OK, this is what I referred to when talking about distilled water earlier in this article. Ultra-pure water is very corrosive as it will dissolve limestone, metals (and gasses).

Dissimilar metals

From school physics or biology lessons you might remember a person called Luigi Galvani. If you don’t, he discovered the effect of an electric spark on dead frog muscles (no reptiles were hurt in this article). The name Galvani is linked to everyday corrosion in many ways. Galvanisation, galvanic potential, galvanic action etc. Metals are more or less reactive. Gold is unsurprisingly,  the gold standard and can be attributed the lowest reaction rate and copper and bronzes less reactive than brass or lead.

Soft-soldered joints may contain lead, tin, antimony, cadmium etc. All these metals are more reactive than copper. Hard-soldered joints may contain similar metals but will have higher silver content. The manufacturers data sheets give good information outside of the scope of this article. The point is that dissimilar metals create a galvanic cell which is improved by the addition of - you’ve guessed it - water.

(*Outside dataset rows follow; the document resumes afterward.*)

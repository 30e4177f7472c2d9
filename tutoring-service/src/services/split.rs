//! Revenue-split policy table and share calculator.
//!
//! Every path that writes an invoice's split fields (create, update,
//! mark-paid, batch recalculation) routes through [`calculate_shares`];
//! the arithmetic lives nowhere else.

use chrono::NaiveDate;
use rust_decimal::Decimal;
use serde::{Deserialize, Serialize};

/// How paid revenue is divided for invoices falling in a policy period.
#[derive(Debug, Clone, Copy, PartialEq, Eq, Serialize, Deserialize)]
#[serde(rename_all = "snake_case")]
pub enum SplitRule {
    /// The business keeps the full invoice total.
    BusinessKeepsAll,
    /// The tutor receives their negotiated share of the total.
    TutorShare,
}

/// A split rule taking effect on a given date and staying in force until a
/// later period supersedes it.
#[derive(Debug, Clone, Copy, Serialize, Deserialize)]
pub struct PolicyPeriod {
    pub effective_from: NaiveDate,
    pub rule: SplitRule,
}

/// Ordered table of policy periods. Session dates before the first period
/// fall back to [`SplitRule::BusinessKeepsAll`].
#[derive(Debug, Clone, Serialize, Deserialize)]
pub struct SplitPolicy {
    periods: Vec<PolicyPeriod>,
}

/// The date the business crossed its revenue threshold and the tutor split
/// took effect.
pub fn default_milestone_date() -> NaiveDate {
    NaiveDate::from_ymd_opt(2024, 12, 5).expect("valid milestone date")
}

impl SplitPolicy {
    pub fn new(mut periods: Vec<PolicyPeriod>) -> Self {
        periods.sort_by_key(|p| p.effective_from);
        Self { periods }
    }

    /// Single-milestone policy: the business keeps everything before
    /// `milestone`, the negotiated tutor share applies from it onward.
    pub fn with_milestone(milestone: NaiveDate) -> Self {
        Self::new(vec![PolicyPeriod {
            effective_from: milestone,
            rule: SplitRule::TutorShare,
        }])
    }

    pub fn rule_for(&self, session_date: NaiveDate) -> SplitRule {
        self.periods
            .iter()
            .rev()
            .find(|p| session_date >= p.effective_from)
            .map(|p| p.rule)
            .unwrap_or(SplitRule::BusinessKeepsAll)
    }

    /// Whether the tutor-share rule governs an invoice on this date.
    pub fn applies_split_rule(&self, session_date: NaiveDate) -> bool {
        self.rule_for(session_date) == SplitRule::TutorShare
    }
}

impl Default for SplitPolicy {
    fn default() -> Self {
        Self::with_milestone(default_milestone_date())
    }
}

/// Share percentage used when an assigned tutor's record cannot be resolved.
pub fn fallback_share_percentage() -> Decimal {
    Decimal::from(50)
}

/// How the invoice's tutor reference resolved at calculation time.
#[derive(Debug, Clone, Copy, PartialEq)]
pub enum TutorResolution {
    /// No tutor on the invoice: paid revenue is entirely business revenue.
    Unassigned,
    /// A tutor is assigned but the record no longer resolves; shares fall
    /// back to 50/50 so the invoice save does not fail outright.
    Unresolvable,
    /// Tutor resolved, carrying their share percentage in `[0, 100]`.
    Resolved(Decimal),
}

/// Computed share breakdown for one invoice.
#[derive(Debug, Clone, Copy, PartialEq)]
pub struct ShareBreakdown {
    pub applies_split_rule: bool,
    pub tutor_share: Decimal,
    pub business_share: Decimal,
}

/// Split an invoice total between tutor and business.
pub fn calculate_shares(
    policy: &SplitPolicy,
    total: Decimal,
    session_date: NaiveDate,
    tutor: TutorResolution,
    is_paid: bool,
) -> ShareBreakdown {
    let applies_split_rule = policy.applies_split_rule(session_date);

    if !is_paid {
        // Unpaid invoices generate no revenue to split yet.
        return ShareBreakdown {
            applies_split_rule,
            tutor_share: Decimal::ZERO,
            business_share: Decimal::ZERO,
        };
    }

    if !applies_split_rule {
        // Pre-milestone sessions are entirely business revenue, whatever the
        // tutor's negotiated percentage.
        return ShareBreakdown {
            applies_split_rule,
            tutor_share: Decimal::ZERO,
            business_share: total,
        };
    }

    let percentage = match tutor {
        TutorResolution::Unassigned => Decimal::ZERO,
        TutorResolution::Unresolvable => fallback_share_percentage(),
        TutorResolution::Resolved(p) => p,
    };

    let tutor_share = total * percentage / Decimal::ONE_HUNDRED;
    ShareBreakdown {
        applies_split_rule,
        tutor_share,
        business_share: total - tutor_share,
    }
}

#[cfg(test)]
mod tests {
    use super::*;

    fn date(y: i32, m: u32, d: u32) -> NaiveDate {
        NaiveDate::from_ymd_opt(y, m, d).unwrap()
    }

    #[test]
    fn pre_milestone_paid_invoice_is_all_business_revenue() {
        let policy = SplitPolicy::default();
        let shares = calculate_shares(
            &policy,
            Decimal::from(100),
            date(2024, 11, 1),
            TutorResolution::Resolved(Decimal::from(50)),
            true,
        );

        assert!(!shares.applies_split_rule);
        assert_eq!(shares.tutor_share, Decimal::ZERO);
        assert_eq!(shares.business_share, Decimal::from(100));
    }

    #[test]
    fn post_milestone_paid_invoice_splits_by_percentage() {
        let policy = SplitPolicy::default();
        let shares = calculate_shares(
            &policy,
            Decimal::from(120),
            date(2025, 1, 10),
            TutorResolution::Resolved(Decimal::from(70)),
            true,
        );

        assert!(shares.applies_split_rule);
        assert_eq!(shares.tutor_share, Decimal::from(84));
        assert_eq!(shares.business_share, Decimal::from(36));
    }

    #[test]
    fn unpaid_invoice_has_zero_shares_regardless_of_date() {
        let policy = SplitPolicy::default();
        for session_date in [date(2024, 11, 1), date(2025, 1, 10)] {
            let shares = calculate_shares(
                &policy,
                Decimal::from(120),
                session_date,
                TutorResolution::Resolved(Decimal::from(70)),
                false,
            );
            assert_eq!(shares.tutor_share, Decimal::ZERO);
            assert_eq!(shares.business_share, Decimal::ZERO);
        }
    }

    #[test]
    fn milestone_date_itself_applies_the_split() {
        let policy = SplitPolicy::default();
        assert!(policy.applies_split_rule(date(2024, 12, 5)));
        assert!(!policy.applies_split_rule(date(2024, 12, 4)));
    }

    #[test]
    fn shares_always_sum_to_total_when_paid() {
        let policy = SplitPolicy::default();
        let total = Decimal::from(100);
        for percentage in [0u32, 1, 33, 50, 66, 99, 100] {
            let shares = calculate_shares(
                &policy,
                total,
                date(2025, 3, 1),
                TutorResolution::Resolved(Decimal::from(percentage)),
                true,
            );
            assert_eq!(shares.tutor_share + shares.business_share, total);
        }
    }

    #[test]
    fn unassigned_tutor_yields_full_business_revenue() {
        let policy = SplitPolicy::default();
        let shares = calculate_shares(
            &policy,
            Decimal::from(80),
            date(2025, 2, 1),
            TutorResolution::Unassigned,
            true,
        );

        assert_eq!(shares.tutor_share, Decimal::ZERO);
        assert_eq!(shares.business_share, Decimal::from(80));
    }

    #[test]
    fn unresolvable_tutor_falls_back_to_even_split() {
        let policy = SplitPolicy::default();
        let shares = calculate_shares(
            &policy,
            Decimal::from(80),
            date(2025, 2, 1),
            TutorResolution::Unresolvable,
            true,
        );

        assert_eq!(shares.tutor_share, Decimal::from(40));
        assert_eq!(shares.business_share, Decimal::from(40));
    }

    #[test]
    fn policy_table_honors_the_latest_effective_period() {
        let policy = SplitPolicy::new(vec![
            PolicyPeriod {
                effective_from: date(2024, 12, 5),
                rule: SplitRule::TutorShare,
            },
            PolicyPeriod {
                effective_from: date(2026, 1, 1),
                rule: SplitRule::BusinessKeepsAll,
            },
        ]);

        assert!(!policy.applies_split_rule(date(2024, 1, 1)));
        assert!(policy.applies_split_rule(date(2025, 6, 1)));
        assert!(!policy.applies_split_rule(date(2026, 3, 1)));
    }
}
use serde::{Deserialize, Serialize};

use super::validation::Validator;
use super::{annuity_due_fv, round_currency};
use crate::errors::CoreError;

pub const MAX_SIP_YEARS: u32 = 50;
pub const MAX_RETURN_RATE: f64 = 50.0;

#[derive(Debug, Clone, Copy, PartialEq, Serialize, Deserialize)]
#[serde(rename_all = "camelCase")]
pub struct SipInput {
    pub monthly_amount: f64,
    /// Expected annual return in percent.
    pub annual_rate: f64,
    pub tenure_years: u32,
    /// Yearly increase of the contribution in percent. Zero disables step-up.
    #[serde(default)]
    pub step_up_rate: f64,
}

#[derive(Debug, Clone, Copy, PartialEq, Serialize, Deserialize)]
#[serde(rename_all = "camelCase")]
pub struct SipYear {
    pub year: u32,
    pub monthly_contribution: f64,
    pub invested: f64,
    pub value: f64,
}

#[derive(Debug, Clone, PartialEq, Serialize, Deserialize)]
#[serde(rename_all = "camelCase")]
pub struct SipResult {
    pub total_investment: f64,
    pub future_value: f64,
    pub total_returns: f64,
    pub yearly: Vec<SipYear>,
}

impl SipInput {
    pub fn new(monthly_amount: f64, annual_rate: f64, tenure_years: u32) -> Self {
        Self {
            monthly_amount,
            annual_rate,
            tenure_years,
            step_up_rate: 0.0,
        }
    }

    pub fn with_step_up(mut self, step_up_rate: f64) -> Self {
        self.step_up_rate = step_up_rate;
        self
    }

    pub fn validate(&self) -> Result<(), CoreError> {
        Validator::new()
            .positive("monthly_amount", self.monthly_amount)
            .range("annual_rate", self.annual_rate, 0.0, MAX_RETURN_RATE)
            .count("tenure_years", self.tenure_years, 1, MAX_SIP_YEARS)
            .range("step_up_rate", self.step_up_rate, 0.0, 100.0)
            .finish()
    }
}

pub fn calculate_sip(input: &SipInput) -> Result<SipResult, CoreError> {
    input.validate()?;

    let i = input.annual_rate / 1200.0;
    let months = input.tenure_years * 12;

    let (total_investment, future_value) = if input.step_up_rate == 0.0 {
        (
            input.monthly_amount * f64::from(months),
            annuity_due_fv(input.monthly_amount, i, months),
        )
    } else {
        step_up_totals(input, i, months)
    };

    Ok(SipResult {
        total_investment: round_currency(total_investment),
        future_value: round_currency(future_value),
        total_returns: round_currency(future_value - total_investment),
        yearly: yearly_projection(input, i),
    })
}

/// Each month's contribution compounded forward to maturity and summed.
fn step_up_totals(input: &SipInput, i: f64, months: u32) -> (f64, f64) {
    let mut invested = 0.0;
    let mut value = 0.0;
    for k in 0..months {
        let contribution = contribution_for_year(input, k / 12);
        invested += contribution;
        value += contribution * (1.0 + i).powi((months - k) as i32);
    }
    (invested, value)
}

fn contribution_for_year(input: &SipInput, year_index: u32) -> f64 {
    input.monthly_amount * (1.0 + input.step_up_rate / 100.0).powi(year_index as i32)
}

/// Running balance at the end of each year, simulated month by month.
fn yearly_projection(input: &SipInput, i: f64) -> Vec<SipYear> {
    let mut invested = 0.0;
    let mut value = 0.0;
    let mut years = Vec::with_capacity(input.tenure_years as usize);

    for year_index in 0..input.tenure_years {
        let contribution = contribution_for_year(input, year_index);
        for _ in 0..12 {
            invested += contribution;
            value = (value + contribution) * (1.0 + i);
        }
        years.push(SipYear {
            year: year_index + 1,
            monthly_contribution: round_currency(contribution),
            invested: round_currency(invested),
            value: round_currency(value),
        });
    }

    years
}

Scale is made up of metal salts and these form mini galvanic cells and this is why we have washout plugs and ‘mud’ holes in boilers to get rid of scale.

Low pH

We all know the corrosive nature of acids. We use acidic ‘pickles’ to clean metals after silver soldering etc and fluxes can be acidic, as well. Long term use of low pH water <pH 7 at high temperatures and pressures increases corrosion.

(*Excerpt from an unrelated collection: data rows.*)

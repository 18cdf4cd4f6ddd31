use chrono::{DateTime, Utc};
use uuid::Uuid;

use crate::calculators::emi;
use crate::calculators::round_currency;
use crate::calculators::validation::Validator;
use crate::errors::CoreError;
use crate::models::insurance::{Insurance, InsuranceInput};
use crate::models::investment::{Investment, InvestmentInput};
use crate::models::loan::{Loan, LoanInput};
use crate::models::portfolio::Portfolio;

/// Add/update/delete of portfolio records.
///
/// Pure business logic: no I/O and no derived views. The caller recomputes
/// the summary and persists.
pub struct PortfolioService;

impl PortfolioService {
    pub fn new() -> Self {
        Self
    }

    // ── Investments ─────────────────────────────────────────────────

    pub fn add_investment(
        &self,
        portfolio: &mut Portfolio,
        input: InvestmentInput,
        now: DateTime<Utc>,
    ) -> Result<Investment, CoreError> {
        Self::validate_investment(&input)?;
        let investment = Investment::from_input(input, now);
        portfolio.investments.push(investment.clone());
        Ok(investment)
    }

    pub fn update_investment(
        &self,
        portfolio: &mut Portfolio,
        id: Uuid,
        input: InvestmentInput,
        now: DateTime<Utc>,
    ) -> Result<Investment, CoreError> {
        Self::validate_investment(&input)?;
        let investment = portfolio
            .investments
            .iter_mut()
            .find(|i| i.id == id)
            .ok_or_else(|| CoreError::RecordNotFound(format!("investment {id}")))?;
        investment.apply(input, now);
        Ok(investment.clone())
    }

    pub fn delete_investment(&self, portfolio: &mut Portfolio, id: Uuid) -> Result<Investment, CoreError> {
        let idx = portfolio
            .investments
            .iter()
            .position(|i| i.id == id)
            .ok_or_else(|| CoreError::RecordNotFound(format!("investment {id}")))?;
        Ok(portfolio.investments.remove(idx))
    }

    // ── Insurance ───────────────────────────────────────────────────

    pub fn add_insurance(
        &self,
        portfolio: &mut Portfolio,
        input: InsuranceInput,
        now: DateTime<Utc>,
    ) -> Result<Insurance, CoreError> {
        Self::validate_insurance(&input)?;
        let policy = Insurance::from_input(input, now);
        portfolio.insurance.push(policy.clone());
        Ok(policy)
    }

    pub fn update_insurance(
        &self,
        portfolio: &mut Portfolio,
        id: Uuid,
        input: InsuranceInput,
        now: DateTime<Utc>,
    ) -> Result<Insurance, CoreError> {
        Self::validate_insurance(&input)?;
        let policy = portfolio
            .insurance
            .iter_mut()
            .find(|p| p.id == id)
            .ok_or_else(|| CoreError::RecordNotFound(format!("insurance {id}")))?;
        policy.apply(input, now);
        Ok(policy.clone())
    }

    pub fn delete_insurance(&self, portfolio: &mut Portfolio, id: Uuid) -> Result<Insurance, CoreError> {
        let idx = portfolio
            .insurance
            .iter()
            .position(|p| p.id == id)
            .ok_or_else(|| CoreError::RecordNotFound(format!("insurance {id}")))?;
        Ok(portfolio.insurance.remove(idx))
    }

    // ── Loans ───────────────────────────────────────────────────────

    pub fn add_loan(
        &self,
        portfolio: &mut Portfolio,
        input: LoanInput,
        now: DateTime<Utc>,
    ) -> Result<Loan, CoreError> {
        Self::validate_loan(&input, true)?;
        let emi = Self::resolve_emi(&input);
        let loan = Loan::from_input(input, emi, now);
        portfolio.loans.push(loan.clone());
        Ok(loan)
    }

    /// Updates may record an outstanding amount above the principal (for
    /// example after capitalized interest); only creation enforces the bound.
    pub fn update_loan(
        &self,
        portfolio: &mut Portfolio,
        id: Uuid,
        input: LoanInput,
        now: DateTime<Utc>,
    ) -> Result<Loan, CoreError> {
        Self::validate_loan(&input, false)?;
        let emi = Self::resolve_emi(&input);
        let loan = portfolio
            .loans
            .iter_mut()
            .find(|l| l.id == id)
            .ok_or_else(|| CoreError::RecordNotFound(format!("loan {id}")))?;
        loan.apply(input, emi, now);
        Ok(loan.clone())
    }

    pub fn delete_loan(&self, portfolio: &mut Portfolio, id: Uuid) -> Result<Loan, CoreError> {
        let idx = portfolio
            .loans
            .iter()
            .position(|l| l.id == id)
            .ok_or_else(|| CoreError::RecordNotFound(format!("loan {id}")))?;
        Ok(portfolio.loans.remove(idx))
    }

    // ── Validation ──────────────────────────────────────────────────

    fn validate_investment(input: &InvestmentInput) -> Result<(), CoreError> {
        Validator::new()
            .check("name", !input.name.trim().is_empty(), "is required")
            .non_negative("amount", input.amount)
            .non_negative("current_value", input.current_value.unwrap_or(0.0))
            .non_negative("units", input.units.unwrap_or(0.0))
            .non_negative("nav", input.nav.unwrap_or(0.0))
            .range("interest_rate", input.interest_rate.unwrap_or(0.0), 0.0, 100.0)
            .check(
                "maturity_date",
                input.maturity_date.map_or(true, |d| d >= input.start_date),
                "cannot be before start date",
            )
            .finish()
    }

    fn validate_insurance(input: &InsuranceInput) -> Result<(), CoreError> {
        Validator::new()
            .check("name", !input.name.trim().is_empty(), "is required")
            .non_negative("premium", input.premium)
            .non_negative("coverage", input.coverage)
            .check(
                "end_date",
                input.end_date.map_or(true, |d| d >= input.start_date),
                "cannot be before start date",
            )
            .finish()
    }

    fn validate_loan(input: &LoanInput, creating: bool) -> Result<(), CoreError> {
        Validator::new()
            .check("name", !input.name.trim().is_empty(), "is required")
            .non_negative("principal_amount", input.principal_amount)
            .non_negative("outstanding_amount", input.outstanding_amount)
            .check(
                "outstanding_amount",
                !creating || input.outstanding_amount <= input.principal_amount,
                "cannot exceed principal amount",
            )
            .range("interest_rate", input.interest_rate, 0.0, emi::MAX_LOAN_RATE)
            .non_negative("emi", input.emi.unwrap_or(0.0))
            .check(
                "tenure_months",
                input.emi.is_some() || input.tenure_months > 0,
                "is required when emi is not given",
            )
            .check(
                "tenure_months",
                input.tenure_months <= emi::MAX_TENURE_MONTHS,
                "must be at most 480",
            )
            .finish()
    }

    /// Caller-provided EMI wins; otherwise derive it from the loan terms.
    fn resolve_emi(input: &LoanInput) -> f64 {
        match input.emi {
            Some(emi) => emi,
            None if input.principal_amount > 0.0 && input.tenure_months > 0 => round_currency(
                emi::monthly_installment(
                    input.principal_amount,
                    input.interest_rate,
                    input.tenure_months,
                ),
            ),
            None => 0.0,
        }
    }
}

impl Default for PortfolioService {
    fn default() -> Self {
        Self::new()
    }
}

Softened water is usually around pH 7.2 to 7.8 and is very slightly alkaline. Unless you have an aluminium element in your model water with this alkalinity is unlikely to cause a problem. Aluminium also reacts very rapidly with oxygen creating a very fine monolayer of aluminium oxide (the grey tarnish seen on aluminium).

Carbon dioxide

There is no getting away from it. It is everywhere. In the fizzy drinks like ‘Coke’ and in the atmosphere. It is readily soluble in water to form carbonic acid. When heated carbonic acid disassociates into water and carbon dioxide. The acid steam produced will corrode.

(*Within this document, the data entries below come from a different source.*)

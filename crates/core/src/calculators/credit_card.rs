use serde::{Deserialize, Serialize};

use super::validation::Validator;
use super::round_currency;
use crate::errors::CoreError;

/// Hard cap on simulated months (30 years). A payment that never outpaces
/// interest stops here instead of looping forever.
pub const MAX_PAYOFF_MONTHS: u32 = 360;

#[derive(Debug, Clone, Copy, PartialEq, Serialize, Deserialize)]
#[serde(rename_all = "camelCase")]
pub struct CreditCardInput {
    pub outstanding: f64,
    pub monthly_payment: f64,
    /// Annual rate in percent. Card rates in India commonly run 36-45%.
    pub annual_rate: f64,
}

#[derive(Debug, Clone, Copy, PartialEq, Serialize, Deserialize)]
#[serde(rename_all = "camelCase")]
pub struct CreditCardResult {
    pub months_to_payoff: u32,
    pub total_interest: f64,
    pub total_paid: f64,
    pub remaining_balance: f64,
    /// False when the month cap was reached with a balance still owed.
    pub paid_off: bool,
    /// False when the payment does not even cover the first month's
    /// interest, so the balance can never shrink.
    pub payment_covers_interest: bool,
}

impl CreditCardInput {
    pub fn new(outstanding: f64, monthly_payment: f64, annual_rate: f64) -> Self {
        Self {
            outstanding,
            monthly_payment,
            annual_rate,
        }
    }

    pub fn validate(&self) -> Result<(), CoreError> {
        Validator::new()
            .positive("outstanding", self.outstanding)
            .positive("monthly_payment", self.monthly_payment)
            .range("annual_rate", self.annual_rate, 0.0, 60.0)
            .finish()
    }

    /// Interest charged on the full outstanding balance in the first month.
    pub fn first_month_interest(&self) -> f64 {
        self.outstanding * self.annual_rate / 1200.0
    }

    /// Whether the payment can ever retire the balance.
    pub fn payment_covers_interest(&self) -> bool {
        self.monthly_payment > self.first_month_interest()
    }
}

pub fn calculate_credit_card_payoff(input: &CreditCardInput) -> Result<CreditCardResult, CoreError> {
    input.validate()?;

    let i = input.annual_rate / 1200.0;
    let mut balance = input.outstanding;
    let mut months = 0;
    let mut total_interest = 0.0;
    let mut total_paid = 0.0;

    while balance > 0.0 && months < MAX_PAYOFF_MONTHS {
        let interest = balance * i;
        total_interest += interest;
        balance += interest;

        let payment = input.monthly_payment.min(balance);
        total_paid += payment;
        balance -= payment;
        months += 1;
    }

    let covers_interest = input.payment_covers_interest();
    if !covers_interest {
        log::debug!(
            "credit card payment {:.2} does not cover monthly interest {:.2}",
            input.monthly_payment,
            input.first_month_interest()
        );
    }
    if balance > 0.0 {
        log::debug!(
            "credit card payoff hit the {MAX_PAYOFF_MONTHS}-month cap with {balance:.2} outstanding"
        );
    }

    Ok(CreditCardResult {
        months_to_payoff: months,
        total_interest: round_currency(total_interest),
        total_paid: round_currency(total_paid),
        remaining_balance: round_currency(balance.max(0.0)),
        paid_off: balance <= 0.0,
        payment_covers_interest: covers_interest,
    })
}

Chemical agents such as chlorine and oxygen

These gases are very reactive. Chlorine is added to water to sterilize and kill off harmful to us bacteria. Oxygen dissolved in water allows fish to breathe. It again is very soluble in water. Both gases cause corrosion either by forming chlorides or oxides with metals. The greenish blue coloration seen on copper and brass is due to these gases.


Bacterial slime buildup in water systems is difficult to control. This biofilm causes corrosion by mechanisms outside of this article. It also causes blockages in pipes and is particularly important when involved in the injector stream. Recommended methods of removing biofilm from the like of salt recharged water softeners involves the use of strong oxidizing acids such as peracetic acid. Regular use and timely maintenance of the water softener is therefore of utmost importance.

Finally, proper flushing of the water softener and the correct recharge interval will minimize the chloride sulphate corrosion potential. If salt remains in the softener bed this will increase the likelihood of corrosion. This is particularly important where lead is present (such as in soft soldered joints).

Well, a bit long winded, but it is important for everyone to know that water and the treatment we give it is important to the running of models especially those using steam.